How many lines of the data contain the word "operations"? Give only that number.
________________________________________
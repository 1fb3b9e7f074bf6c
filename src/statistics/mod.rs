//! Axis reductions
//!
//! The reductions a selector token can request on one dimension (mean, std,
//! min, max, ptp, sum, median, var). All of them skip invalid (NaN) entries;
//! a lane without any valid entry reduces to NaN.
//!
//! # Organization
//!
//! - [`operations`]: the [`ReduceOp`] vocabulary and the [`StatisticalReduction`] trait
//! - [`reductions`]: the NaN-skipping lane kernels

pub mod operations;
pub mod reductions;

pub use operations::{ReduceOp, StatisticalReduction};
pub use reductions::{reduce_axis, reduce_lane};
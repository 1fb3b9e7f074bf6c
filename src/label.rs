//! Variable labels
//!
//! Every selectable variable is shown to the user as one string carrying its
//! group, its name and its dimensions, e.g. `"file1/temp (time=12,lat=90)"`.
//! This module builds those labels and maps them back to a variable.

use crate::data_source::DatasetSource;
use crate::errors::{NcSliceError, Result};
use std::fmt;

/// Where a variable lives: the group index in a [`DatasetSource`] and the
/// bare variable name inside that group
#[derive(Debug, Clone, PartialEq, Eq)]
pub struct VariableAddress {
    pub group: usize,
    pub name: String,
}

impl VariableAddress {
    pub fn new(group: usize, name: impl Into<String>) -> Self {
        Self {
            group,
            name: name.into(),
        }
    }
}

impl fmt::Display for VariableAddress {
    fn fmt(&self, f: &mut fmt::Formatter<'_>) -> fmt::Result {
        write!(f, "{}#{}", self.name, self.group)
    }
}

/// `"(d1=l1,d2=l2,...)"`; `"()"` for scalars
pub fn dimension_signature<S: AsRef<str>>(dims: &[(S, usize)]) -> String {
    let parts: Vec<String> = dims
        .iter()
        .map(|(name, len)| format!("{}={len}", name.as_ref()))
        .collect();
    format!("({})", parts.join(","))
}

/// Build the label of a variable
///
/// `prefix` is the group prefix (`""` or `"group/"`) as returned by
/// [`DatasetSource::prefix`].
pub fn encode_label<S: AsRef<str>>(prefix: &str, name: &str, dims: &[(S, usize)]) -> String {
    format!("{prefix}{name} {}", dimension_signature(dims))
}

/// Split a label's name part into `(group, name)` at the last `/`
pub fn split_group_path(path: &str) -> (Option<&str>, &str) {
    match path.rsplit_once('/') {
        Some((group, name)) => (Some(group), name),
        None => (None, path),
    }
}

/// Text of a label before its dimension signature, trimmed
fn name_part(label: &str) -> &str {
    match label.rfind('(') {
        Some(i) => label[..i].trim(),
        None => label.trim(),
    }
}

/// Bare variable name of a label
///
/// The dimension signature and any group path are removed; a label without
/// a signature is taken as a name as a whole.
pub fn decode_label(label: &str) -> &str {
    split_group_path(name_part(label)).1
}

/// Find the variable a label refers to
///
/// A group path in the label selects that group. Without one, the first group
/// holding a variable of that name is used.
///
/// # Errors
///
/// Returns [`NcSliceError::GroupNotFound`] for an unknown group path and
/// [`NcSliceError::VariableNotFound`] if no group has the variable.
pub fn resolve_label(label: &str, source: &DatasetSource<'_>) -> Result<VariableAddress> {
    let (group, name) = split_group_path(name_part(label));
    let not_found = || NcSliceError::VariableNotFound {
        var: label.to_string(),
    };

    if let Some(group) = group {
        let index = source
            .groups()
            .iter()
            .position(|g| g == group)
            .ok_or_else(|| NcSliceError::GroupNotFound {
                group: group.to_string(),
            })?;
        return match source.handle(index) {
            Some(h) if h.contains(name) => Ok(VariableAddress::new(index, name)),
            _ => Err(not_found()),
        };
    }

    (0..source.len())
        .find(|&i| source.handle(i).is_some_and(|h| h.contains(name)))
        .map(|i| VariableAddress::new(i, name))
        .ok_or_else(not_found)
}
________________________________________
**EXERCISE SOLUTION**
3